=== Problem statement ===
Using the entries that follow, count the lines containing the word "String" and give that number by itself.

=== Data ===
──────
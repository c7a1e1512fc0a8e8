use thiserror::Error;

#[derive(Error, Debug)]
pub enum SharedError {
    #[error("Invalid shard count {0}")]
    InvalidShardCount(u32),

    #[error("Invalid shard range {start}..={end} for shard count {shard_count}")]
    InvalidShardRange { start: u32, end: u32, shard_count: u32 },

    #[error("Invalid CID: {0}")]
    InvalidCid(String),

    #[error("Unknown content type: {0}")]
    UnknownContentType(String),
}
──────
=== Result ===
2